Elsewhere, the hotspots are Lompoc U.S. Penitentiary, in California, where 69 inmates and 17 staff are infected;
Two prisons in Butner, in North Carolina, with 60 inmates and 27 staff infected;
Danbury FCI in Danbury, CT, with 44 inmates and 39 staff infected;
Forrest City FCI, in Forrest City, AZ, with 41 inmates and two staff infected;
Yazoo City FCI in Yazoo City, MS, with 39 inmates and two staff infected:
Oakdale FCI, with 37 inmates and 19 staff infected;
Elkton FCI, with 36 inmates and 26 staff infected;
Milan FCI in Milan, MI, with 21 inmates and 23 staff infected;
And New York Metropolitan Correctional Center, with five inmates and 18 staff infected.
The 34 other federal prisons have between one and 20 confirmed infection cases.
Inmate advocates around the country are calling on governors to release certain inmates to slow the infection rate. The federal prison system has released more than 600 inmates, and some states including Colorado, Washington and California have released state inmates early. Florida has not.
Meanwhile, in Florida’s state-run prisons, 56 employees and 35 inmates have tested positive for COVID-19, according to the Florida Department of Corrections.
Most are at Blackwater Correctional Facility, privately run by the Geo Group Inc., where 33 inmates are confirmed as infected along with eight staff. Another 24 prisons and three regional probation offices have between one and five cases.
Florida has 145 state-run prisons, incarcerating 96,000 inmates.

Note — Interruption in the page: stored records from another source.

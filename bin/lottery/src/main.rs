//! lottery is a CLI tool to deploy the VRF-backed Lottery contract.

mod cli;

use std::path::Path;

use anyhow::{Context, Result};
use clap::Parser;
use comfy_table::Table;

use cli::{Cli, Command, DeployArgs, NetworkArgs, VerifyArgs};
use lottery_deploy::{DeploymentStore, EtherscanClient, ProjectConfig, verify};

#[tokio::main]
async fn main() -> Result<()> {
    // Values from .env feed both clap and the configuration.
    let dotenv = dotenv::dotenv();

    let cli = Cli::parse();

    // Initialize the logger.
    tracing_subscriber::fmt()
        .with_max_level(cli.verbosity)
        .init();

    if let Ok(path) = dotenv {
        tracing::debug!(path = %path.display(), "Loaded environment file");
    }

    let config = ProjectConfig::load(cli.config.as_deref().map(Path::new))?;

    match cli.command {
        Command::Deploy(args) => deploy(config, args).await,
        Command::Verify(args) => verify_deployment(config, args).await,
        Command::Deployments(args) => list_deployments(&config, args),
        Command::Config => {
            let toml = toml::to_string_pretty(&config.redacted())
                .context("Failed to serialize configuration to TOML")?;
            println!("{toml}");
            Ok(())
        }
    }
}

fn network_name(config: &ProjectConfig, args: NetworkArgs) -> String {
    args.network.unwrap_or_else(|| config.default_network.clone())
}

async fn deploy(config: ProjectConfig, args: DeployArgs) -> Result<()> {
    let network = network_name(&config, args.network);
    lottery_deploy::deploy(config, &network, &args.tags, args.reset).await
}

async fn verify_deployment(config: ProjectConfig, args: VerifyArgs) -> Result<()> {
    let network = network_name(&config, args.network);
    if config.is_development(&network) {
        anyhow::bail!("Network '{network}' is a development network, there is nothing to verify");
    }

    let chain_id = config.network(&network)?.chain_id;
    let api_key = config
        .etherscan
        .api_key()
        .context("No explorer API key configured. Set ETHERSCAN_API_KEY")?;

    let store = DeploymentStore::open(&config.paths.deployments, &network)?;
    let record = store
        .get(&args.contract)
        .with_context(|| format!("No deployment of {} recorded on {}", args.contract, network))?;

    let explorer = EtherscanClient::new(&config.etherscan.api_url, api_key, chain_id)?;
    let artifacts = lottery_deploy::ArtifactStore::new(&config.paths.artifacts);

    tracing::info!(
        network,
        contract = %args.contract,
        address = %record.address,
        "Verifying contract"
    );

    verify::verify_contract(
        &explorer,
        &artifacts,
        &config.compiler_versions(),
        &args.contract,
        record.address,
        &record.constructor_args,
    )
    .await?;

    Ok(())
}

fn list_deployments(config: &ProjectConfig, args: NetworkArgs) -> Result<()> {
    let network = network_name(config, args);
    let store = DeploymentStore::open(&config.paths.deployments, &network)?;

    if store.is_empty() {
        tracing::info!(network, "No deployments recorded");
        return Ok(());
    }

    let mut table = Table::new();
    table.set_header(vec![
        "Contract",
        "Address",
        "Transaction",
        "Block",
        "Gas used",
        "Deployed at",
    ]);
    for (name, record) in store.records() {
        table.add_row(vec![
            name.to_string(),
            record.address.to_string(),
            record.transaction_hash.to_string(),
            record
                .block_number
                .map(|block| block.to_string())
                .unwrap_or_default(),
            record.gas_used.to_string(),
            record.deployed_at.clone(),
        ]);
    }

    println!("{table}");
    Ok(())
}
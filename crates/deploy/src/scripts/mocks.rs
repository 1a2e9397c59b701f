use alloy::sol_types::SolConstructor;
use anyhow::Result;

use super::{DeployScript, SEPARATOR, Tag};
use crate::{
    DeployEnvironment, DeployOptions,
    contracts::{BASE_FEE, GAS_PRICE_LINK, VRF_COORDINATOR_V2_MOCK, VRFCoordinatorV2Mock},
};

/// Deploys the VRF coordinator mock on development networks.
#[derive(Debug, Clone, Copy, Default)]
pub struct DeployMocks;

impl DeployScript for DeployMocks {
    const NAME: &'static str = "00-deploy-mocks";
    const TAGS: &'static [Tag] = &[Tag::All, Tag::Mocks];

    async fn run(&self, env: &mut DeployEnvironment) -> Result<()> {
        tracing::info!("{}", env.network.name);

        if !env.network.is_development {
            return Ok(());
        }

        tracing::info!("Local network detected, deploying mocks");

        let args = VRFCoordinatorV2Mock::constructorCall {
            baseFee: BASE_FEE,
            gasPriceLink: GAS_PRICE_LINK,
        }
        .abi_encode();
        env.deploy(VRF_COORDINATOR_V2_MOCK, DeployOptions::new(args))
            .await?;

        tracing::info!("VRFCoordinatorV2Mock deployed");
        tracing::info!("{}", SEPARATOR);

        Ok(())
    }
}
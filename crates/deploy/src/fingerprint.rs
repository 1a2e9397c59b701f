use sha2::{Digest, Sha256};

/// Inputs that, when changed, require a contract to be deployed again.
///
/// Two deployments with the same fingerprint produce the same contract, so an
/// existing one can be reused instead of sending another creation transaction.
#[derive(Debug, Clone, Copy, PartialEq, Eq)]
pub struct DeploymentFingerprint<'a> {
    /// Contract name - the record the fingerprint is stored with
    pub contract_name: &'a str,
    /// Creation code from the artifact
    pub bytecode: &'a [u8],
    /// ABI-encoded constructor arguments
    pub constructor_args: &'a [u8],
}

impl<'a> DeploymentFingerprint<'a> {
    pub fn new(contract_name: &'a str, bytecode: &'a [u8], constructor_args: &'a [u8]) -> Self {
        Self {
            contract_name,
            bytecode,
            constructor_args,
        }
    }

    /// Compute a SHA-256 hash of the deployment inputs.
    ///
    /// Every field is length-prefixed so that moving bytes between the
    /// bytecode and the arguments changes the hash.
    pub fn compute_hash(&self) -> String {
        let mut hasher = Sha256::new();
        for part in [
            self.contract_name.as_bytes(),
            self.bytecode,
            self.constructor_args,
        ] {
            hasher.update((part.len() as u64).to_be_bytes());
            hasher.update(part);
        }

        // Return hex-encoded hash
        hex::encode(hasher.finalize())
    }
}
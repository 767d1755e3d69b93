// SPDX-License-Identifier: AGPL-3.0-or-later
//
// Copyright (C) 2026 Relational Network

//! Axum extractor for authenticated graders.
//!
//! ```rust,ignore
//! async fn my_handler(Grader(grader): Grader) -> impl IntoResponse {
//!     // grader.name is the hub user name
//! }
//! ```

use axum::{extract::FromRequestParts, http::request::Parts, response::Response};

use super::AuthenticatedGrader;
use crate::state::AppState;

/// Extractor for the grader making the request.
///
/// Uses the grader stored by the `require_grader` middleware when present,
/// otherwise authenticates the request itself.
pub struct Grader(pub AuthenticatedGrader);

impl FromRequestParts<AppState> for Grader {
    type Rejection = Response;

    async fn from_request_parts(parts: &mut Parts, state: &AppState) -> Result<Self, Self::Rejection> {
        if let Some(grader) = parts.extensions.get::<AuthenticatedGrader>().cloned() {
            return Ok(Grader(grader));
        }

        let grader = state
            .authenticator
            .authenticate(&parts.headers)
            .await
            .into_result()?;
        parts.extensions.insert(grader.clone());
        Ok(Grader(grader))
    }
}
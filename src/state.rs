// SPDX-License-Identifier: AGPL-3.0-or-later
//
// Copyright (C) 2026 Relational Network

use std::sync::Arc;

use crate::auth::Authenticator;
use crate::clients::HubApiClient;
use crate::config::HubAuthConfig;
use crate::notebook::NotebookServerController;

/// Shared, read-only application state.
#[derive(Clone)]
pub struct AppState {
    pub config: Arc<HubAuthConfig>,
    pub hub: HubApiClient,
    pub authenticator: Authenticator,
    pub notebooks: NotebookServerController,
}

impl AppState {
    /// Wire the components together. Performs no I/O.
    pub fn new(config: HubAuthConfig, http: reqwest::Client) -> Self {
        let config = Arc::new(config);
        let hub = HubApiClient::from_config(&config, http);
        Self {
            authenticator: Authenticator::new(config.clone(), hub.clone()),
            notebooks: NotebookServerController::new(config.clone(), hub.clone()),
            hub,
            config,
        }
    }
}
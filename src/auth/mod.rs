// SPDX-License-Identifier: AGPL-3.0-or-later
//
// Copyright (C) 2026 Relational Network

//! # Authentication Module
//!
//! Hub cookie authentication and grader authorization.
//!
//! ## Auth Flow
//!
//! 1. The browser reaches this service through the hub's proxy, carrying
//!    the hub session cookie (`jupyter-hub-token` by default)
//! 2. No cookie: redirect to `{hub}/hub/login?next={remap path}`
//! 3. Otherwise the cookie is checked with the hub API, authenticated with
//!    this service's own hub API token
//! 4. The returned user name must be in the grader allow-list
//!
//! ## Failure handling
//!
//! - Stale cookie (404) or unexpected status: back to login
//! - Hub rejects our token (403): 500, the service needs a new token
//! - Hub down (5xx, transport): 502
//! - Not a grader: 403

pub mod authenticator;
pub mod error;
pub mod extractor;
pub mod graders;
pub mod middleware;

pub use authenticator::{found_redirect, AuthDecision, AuthenticatedGrader, Authenticator};
pub use error::AuthError;
pub use extractor::Grader;
pub use graders::GraderAllowList;
pub use middleware::require_grader;
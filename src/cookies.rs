// SPDX-License-Identifier: AGPL-3.0-or-later
//
// Copyright (C) 2026 Relational Network

//! Cookie relaying helpers.
//!
//! Hub cookies are opaque to this service: they are read from incoming
//! `Cookie` headers, forwarded to the hub API, and re-issued to the browser
//! after an admin-access grant. Nothing here interprets their contents.

use axum::http::{header::COOKIE, HeaderMap};

/// Cookie granting access to another user's notebook server.
#[derive(Debug, Clone, PartialEq, Eq)]
pub struct NotebookCookie {
    pub name: String,
    pub value: String,
    /// Scope of the cookie, always `/user/{user}`
    pub path: String,
}

impl NotebookCookie {
    /// Render as a `Set-Cookie` header value.
    ///
    /// Values that are not plain cookie octets are sent as a quoted string
    /// with `"`, `\`, `;`, `,` and non-printable bytes escaped, so the
    /// header stays valid and the value is not cut short.
    pub fn to_set_cookie(&self) -> String {
        format!(
            "{}={}; Path={}",
            self.name,
            quote_cookie_value(&self.value),
            self.path
        )
    }
}

/// RFC 6265 `cookie-octet`.
fn is_cookie_octet(byte: u8) -> bool {
    matches!(byte, 0x21 | 0x23..=0x2B | 0x2D..=0x3A | 0x3C..=0x5B | 0x5D..=0x7E)
}

fn quote_cookie_value(value: &str) -> String {
    if value.bytes().all(is_cookie_octet) {
        return value.to_string();
    }
    let mut quoted = String::with_capacity(value.len() + 2);
    quoted.push('"');
    for byte in value.bytes() {
        match byte {
            b'"' | b'\\' => {
                quoted.push('\\');
                quoted.push(byte as char);
            }
            b' ' => quoted.push(' '),
            b if is_cookie_octet(b) => quoted.push(b as char),
            b => quoted.push_str(&format!("\\{b:03o}")),
        }
    }
    quoted.push('"');
    quoted
}

/// Find the value of cookie `name` in the request's `Cookie` headers.
pub fn request_cookie(headers: &HeaderMap, name: &str) -> Option<String> {
    headers
        .get_all(COOKIE)
        .iter()
        .filter_map(|value| value.to_str().ok())
        .flat_map(|raw| raw.split(';'))
        .find_map(|pair| match pair.trim().split_once('=') {
            Some((key, value)) if key.trim() == name => Some(value.trim().to_string()),
            _ => None,
        })
}

/// Extract the value of cookie `name` from a single `Set-Cookie` header.
///
/// Attributes after the first `;` are ignored.
pub fn set_cookie_value(set_cookie: &str, name: &str) -> Option<String> {
    let pair = set_cookie.split(';').next()?;
    let (key, value) = pair.split_once('=')?;
    (key.trim() == name).then(|| value.trim().to_string())
}

/// Undo the quoting the hub applies to admin-access cookie values.
///
/// The hub wraps the value in double quotes and percent-encodes its body.
pub fn unquote_cookie_value(raw: &str) -> String {
    let inner = raw
        .strip_prefix('"')
        .and_then(|v| v.strip_suffix('"'))
        .unwrap_or(raw);
    match urlencoding::decode(inner) {
        Ok(decoded) => decoded.into_owned(),
        Err(_) => inner.to_string(),
    }
}

#[cfg(test)]
mod tests {
    use super::*;
    use axum::http::HeaderValue;

    #[test]
    fn request_cookie_finds_named_value() {
        let mut headers = HeaderMap::new();
        headers.insert(
            COOKIE,
            HeaderValue::from_static("theme=dark; jupyter-hub-token=abc123; other=1"),
        );
        assert_eq!(
            request_cookie(&headers, "jupyter-hub-token").as_deref(),
            Some("abc123")
        );
        assert_eq!(request_cookie(&headers, "missing"), None);
    }

    #[test]
    fn request_cookie_searches_every_cookie_header() {
        let mut headers = HeaderMap::new();
        headers.append(COOKIE, HeaderValue::from_static("theme=dark"));
        headers.append(COOKIE, HeaderValue::from_static("jupyter-hub-token=xyz"));
        assert_eq!(
            request_cookie(&headers, "jupyter-hub-token").as_deref(),
            Some("xyz")
        );
    }

    #[test]
    fn request_cookie_does_not_match_name_prefixes() {
        let mut headers = HeaderMap::new();
        headers.insert(
            COOKIE,
            HeaderValue::from_static("jupyter-hub-token-bob=zzz"),
        );
        assert_eq!(request_cookie(&headers, "jupyter-hub-token"), None);
    }

    #[test]
    fn set_cookie_value_ignores_attributes() {
        let header = r#"jupyter-hub-token-bob="a%2Bb"; HttpOnly; Path=/user/bob"#;
        assert_eq!(
            set_cookie_value(header, "jupyter-hub-token-bob").as_deref(),
            Some(r#""a%2Bb""#)
        );
        assert_eq!(set_cookie_value(header, "jupyter-hub-token"), None);
    }

    #[test]
    fn unquote_strips_quotes_and_decodes() {
        assert_eq!(unquote_cookie_value(r#""a%2Bb%3D""#), "a+b=");
        assert_eq!(unquote_cookie_value("plain"), "plain");
    }

    #[test]
    fn unsafe_cookie_values_are_quoted() {
        let cookie = NotebookCookie {
            name: "jupyter-hub-token-bob".to_string(),
            value: r#"a;b, c"d"#.to_string(),
            path: "/user/bob".to_string(),
        };
        let rendered = cookie.to_set_cookie();
        assert_eq!(
            rendered,
            r#"jupyter-hub-token-bob="a\073b\054 c\"d"; Path=/user/bob"#
        );
        assert!(HeaderValue::from_str(&rendered).is_ok());
        assert_eq!(
            set_cookie_value(&rendered, "jupyter-hub-token-bob").as_deref(),
            Some(r#""a\073b\054 c\"d""#)
        );
    }

    #[test]
    fn notebook_cookie_renders_path() {
        let cookie = NotebookCookie {
            name: "jupyter-hub-token-bob".to_string(),
            value: "secret".to_string(),
            path: "/user/bob".to_string(),
        };
        assert_eq!(
            cookie.to_set_cookie(),
            "jupyter-hub-token-bob=secret; Path=/user/bob"
        );
    }
}
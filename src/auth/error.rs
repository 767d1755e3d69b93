// SPDX-License-Identifier: AGPL-3.0-or-later
//
// Copyright (C) 2026 Relational Network

//! Authentication errors.

use axum::{
    http::StatusCode,
    response::{IntoResponse, Response},
    Json,
};
use serde::Serialize;

/// Reasons a request with a hub session cookie is turned away.
///
/// A missing or stale session is not an error: it becomes a login redirect
/// (see [`super::AuthDecision::Redirect`]).
#[derive(Debug)]
pub enum AuthError {
    /// The hub refused our own API token (expired or misconfigured)
    CredentialInvalid,
    /// Valid session, but the user is not a grader
    AuthorizationDenied { user: String },
    /// Cookie check returned 200 without a usable body
    MalformedUpstreamResponse,
    /// Hub unreachable or answering with 5xx
    UpstreamUnavailable(String),
    /// Any other 4xx from the cookie check
    UpstreamFailure(StatusCode),
}

#[derive(Serialize)]
struct AuthErrorBody {
    error: String,
    error_code: String,
}

impl AuthError {
    /// Get the error code for this error.
    pub fn error_code(&self) -> &'static str {
        match self {
            AuthError::CredentialInvalid => "credential_invalid",
            AuthError::AuthorizationDenied { .. } => "authorization_denied",
            AuthError::MalformedUpstreamResponse => "malformed_upstream_response",
            AuthError::UpstreamUnavailable(_) => "upstream_unavailable",
            AuthError::UpstreamFailure(_) => "upstream_failure",
        }
    }

    /// Get the HTTP status code for this error.
    pub fn status_code(&self) -> StatusCode {
        match self {
            AuthError::AuthorizationDenied { .. } => StatusCode::FORBIDDEN,
            AuthError::UpstreamUnavailable(_) => StatusCode::BAD_GATEWAY,
            AuthError::CredentialInvalid
            | AuthError::MalformedUpstreamResponse
            | AuthError::UpstreamFailure(_) => StatusCode::INTERNAL_SERVER_ERROR,
        }
    }
}

impl std::fmt::Display for AuthError {
    fn fmt(&self, f: &mut std::fmt::Formatter<'_>) -> std::fmt::Result {
        match self {
            AuthError::CredentialInvalid => write!(
                f,
                "Permission failure checking authorization, I may need to be restarted"
            ),
            AuthError::AuthorizationDenied { user } => {
                write!(f, "User \"{user}\" is not allowed to access the formgrader")
            }
            AuthError::MalformedUpstreamResponse => write!(
                f,
                "Failed to check authorization, malformed response from Hub auth"
            ),
            AuthError::UpstreamUnavailable(_) => {
                write!(f, "Failed to check authorization (upstream problem)")
            }
            AuthError::UpstreamFailure(_) => write!(f, "Failed to check authorization"),
        }
    }
}

impl std::error::Error for AuthError {}

impl IntoResponse for AuthError {
    fn into_response(self) -> Response {
        let status = self.status_code();
        let body = Json(AuthErrorBody {
            error: self.to_string(),
            error_code: self.error_code().to_string(),
        });
        (status, body).into_response()
    }
}

#[cfg(test)]
mod tests {
    use super::*;
    use axum::body::to_bytes;

    #[tokio::test]
    async fn credential_invalid_returns_500_with_restart_hint() {
        let response = AuthError::CredentialInvalid.into_response();
        assert_eq!(response.status(), StatusCode::INTERNAL_SERVER_ERROR);

        let body_bytes = to_bytes(response.into_body(), usize::MAX).await.unwrap();
        let body: serde_json::Value = serde_json::from_slice(&body_bytes).unwrap();
        assert_eq!(body["error_code"], "credential_invalid");
        assert!(body["error"].as_str().unwrap().contains("restarted"));
    }

    #[tokio::test]
    async fn denied_grader_returns_403() {
        let response = AuthError::AuthorizationDenied {
            user: "carol".to_string(),
        }
        .into_response();
        assert_eq!(response.status(), StatusCode::FORBIDDEN);
    }

    #[test]
    fn upstream_errors_map_to_gateway_and_internal() {
        assert_eq!(
            AuthError::UpstreamUnavailable("503".to_string()).status_code(),
            StatusCode::BAD_GATEWAY
        );
        assert_eq!(
            AuthError::UpstreamFailure(StatusCode::BAD_REQUEST).status_code(),
            StatusCode::INTERNAL_SERVER_ERROR
        );
        assert_eq!(
            AuthError::MalformedUpstreamResponse.status_code(),
            StatusCode::INTERNAL_SERVER_ERROR
        );
    }
}
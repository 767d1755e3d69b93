// SPDX-License-Identifier: AGPL-3.0-or-later
//
// Copyright (C) 2026 Relational Network

//! JupyterHub REST API client.
//!
//! Status codes are returned to the caller rather than mapped to errors:
//! the authenticator and the notebook controller each give them their own
//! meaning. Only transport failures and unreadable 200 bodies are errors.

use reqwest::{header::SET_COOKIE, Method, Response, StatusCode};
use serde::{de::DeserializeOwned, Deserialize};
use tracing::debug;

use super::ServiceClient;
use crate::config::HubAuthConfig;
use crate::cookies::set_cookie_value;

#[derive(Debug, thiserror::Error)]
pub enum HubApiError {
    #[error("hub API request {path} failed: {source}")]
    Transport {
        path: String,
        #[source]
        source: reqwest::Error,
    },

    #[error("hub API returned an invalid body for {path}: {reason}")]
    InvalidResponse { path: String, reason: String },
}

/// Body of a successful cookie authorization.
#[derive(Debug, Clone, PartialEq, Eq, Deserialize)]
pub struct CookieIdentity {
    /// Hub user name; absent only if the hub API contract changes
    #[serde(default)]
    pub name: Option<String>,
}

/// Outcome of a cookie authorization lookup.
#[derive(Debug)]
pub enum CookieLookup {
    /// 200 with a readable body
    Identity(CookieIdentity),
    /// Any other status
    Status(StatusCode),
}

/// Subset of the hub's user model this service reads.
#[derive(Debug, Clone, Default, PartialEq, Eq, Deserialize)]
pub struct UserRecord {
    #[serde(default)]
    pub name: Option<String>,
    /// URL path of the running server, `null` when stopped
    #[serde(default)]
    pub server: Option<String>,
    /// Pending transition (`"spawn"`, `"stop"`) or `null`
    #[serde(default)]
    pub pending: Option<String>,
}

/// Notebook server lifecycle as observed through the hub.
#[derive(Debug, Clone, Copy, PartialEq, Eq)]
pub enum ServerState {
    Stopped,
    Pending,
    Running,
}

impl UserRecord {
    pub fn server_state(&self) -> ServerState {
        if self.server.is_some() {
            ServerState::Running
        } else if self.pending.as_deref() == Some("spawn") {
            ServerState::Pending
        } else {
            ServerState::Stopped
        }
    }
}

/// Outcome of a user lookup.
#[derive(Debug)]
pub enum UserLookup {
    Found(UserRecord),
    Status(StatusCode),
}

/// Response to an admin-access request.
#[derive(Debug, Clone)]
pub struct AdminAccess {
    pub status: StatusCode,
    /// Raw `Set-Cookie` header values
    pub set_cookies: Vec<String>,
}

impl AdminAccess {
    /// Raw value of the named cookie, as sent by the hub.
    pub fn cookie(&self, name: &str) -> Option<String> {
        self.set_cookies
            .iter()
            .find_map(|header| set_cookie_value(header, name))
    }
}

/// Client for `/hub/api`.
#[derive(Debug, Clone)]
pub struct HubApiClient {
    service: ServiceClient,
}

impl HubApiClient {
    pub fn new(service: ServiceClient) -> Self {
        Self { service }
    }

    pub fn from_config(config: &HubAuthConfig, http: reqwest::Client) -> Self {
        Self::new(ServiceClient::new(
            config.hubapi_base_url.clone(),
            config.hubapi_token.clone(),
            http,
        ))
    }

    /// Ask the hub which user owns session cookie `cookie_value`.
    pub async fn authorize_cookie(
        &self,
        cookie_name: &str,
        cookie_value: &str,
    ) -> Result<CookieLookup, HubApiError> {
        let path = format!(
            "/hub/api/authorizations/cookie/{}/{}",
            urlencoding::encode(cookie_name),
            urlencoding::encode(cookie_value)
        );
        // The cookie value is a credential; log the route without it.
        let log_path = format!("/hub/api/authorizations/cookie/{cookie_name}/<redacted>");
        let response = self.send(Method::GET, &path, &log_path).await?;

        let status = response.status();
        if status != StatusCode::OK {
            return Ok(CookieLookup::Status(status));
        }
        Ok(CookieLookup::Identity(read_json(response, &log_path).await?))
    }

    /// Fetch the hub's record for `user`.
    pub async fn get_user(&self, user: &str) -> Result<UserLookup, HubApiError> {
        let path = format!("/hub/api/users/{}", urlencoding::encode(user));
        let response = self.send(Method::GET, &path, &path).await?;

        let status = response.status();
        if status != StatusCode::OK {
            return Ok(UserLookup::Status(status));
        }
        Ok(UserLookup::Found(read_json(response, &path).await?))
    }

    /// Ask the hub to spawn `user`'s notebook server. Returns the hub's status.
    pub async fn start_server(&self, user: &str) -> Result<StatusCode, HubApiError> {
        let path = format!("/hub/api/users/{}/server", urlencoding::encode(user));
        let response = self.send(Method::POST, &path, &path).await?;
        Ok(response.status())
    }

    /// Request an admin cookie for `user`'s notebook server.
    pub async fn admin_access(&self, user: &str) -> Result<AdminAccess, HubApiError> {
        let path = format!("/hub/api/users/{}/admin-access", urlencoding::encode(user));
        let response = self.send(Method::POST, &path, &path).await?;

        let set_cookies = response
            .headers()
            .get_all(SET_COOKIE)
            .iter()
            .filter_map(|value| value.to_str().ok())
            .map(str::to_string)
            .collect();
        Ok(AdminAccess {
            status: response.status(),
            set_cookies,
        })
    }

    /// Reachability probe against the API root.
    pub async fn ping(&self) -> Result<StatusCode, HubApiError> {
        let response = self.send(Method::GET, "/hub/api", "/hub/api").await?;
        Ok(response.status())
    }

    async fn send(
        &self,
        method: Method,
        path: &str,
        log_path: &str,
    ) -> Result<Response, HubApiError> {
        debug!(%method, path = log_path, "hub API request");
        self.service
            .request(method, path)
            .send()
            .await
            .map_err(|source| HubApiError::Transport {
                path: log_path.to_string(),
                source,
            })
    }
}

async fn read_json<T: DeserializeOwned>(response: Response, path: &str) -> Result<T, HubApiError> {
    response
        .json::<T>()
        .await
        .map_err(|e| HubApiError::InvalidResponse {
            path: path.to_string(),
            reason: e.to_string(),
        })
}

An earlier version of the story stated that no inmates in state prisons have died from COVID-19, according to the FL Department of Corrections. The News Service of Florida confirmed Wednesday through a local medical examiner’s office that two state prison inmates at a privately-run state prison died earlier in April, and the corrections department had not disclosed the deaths for several days.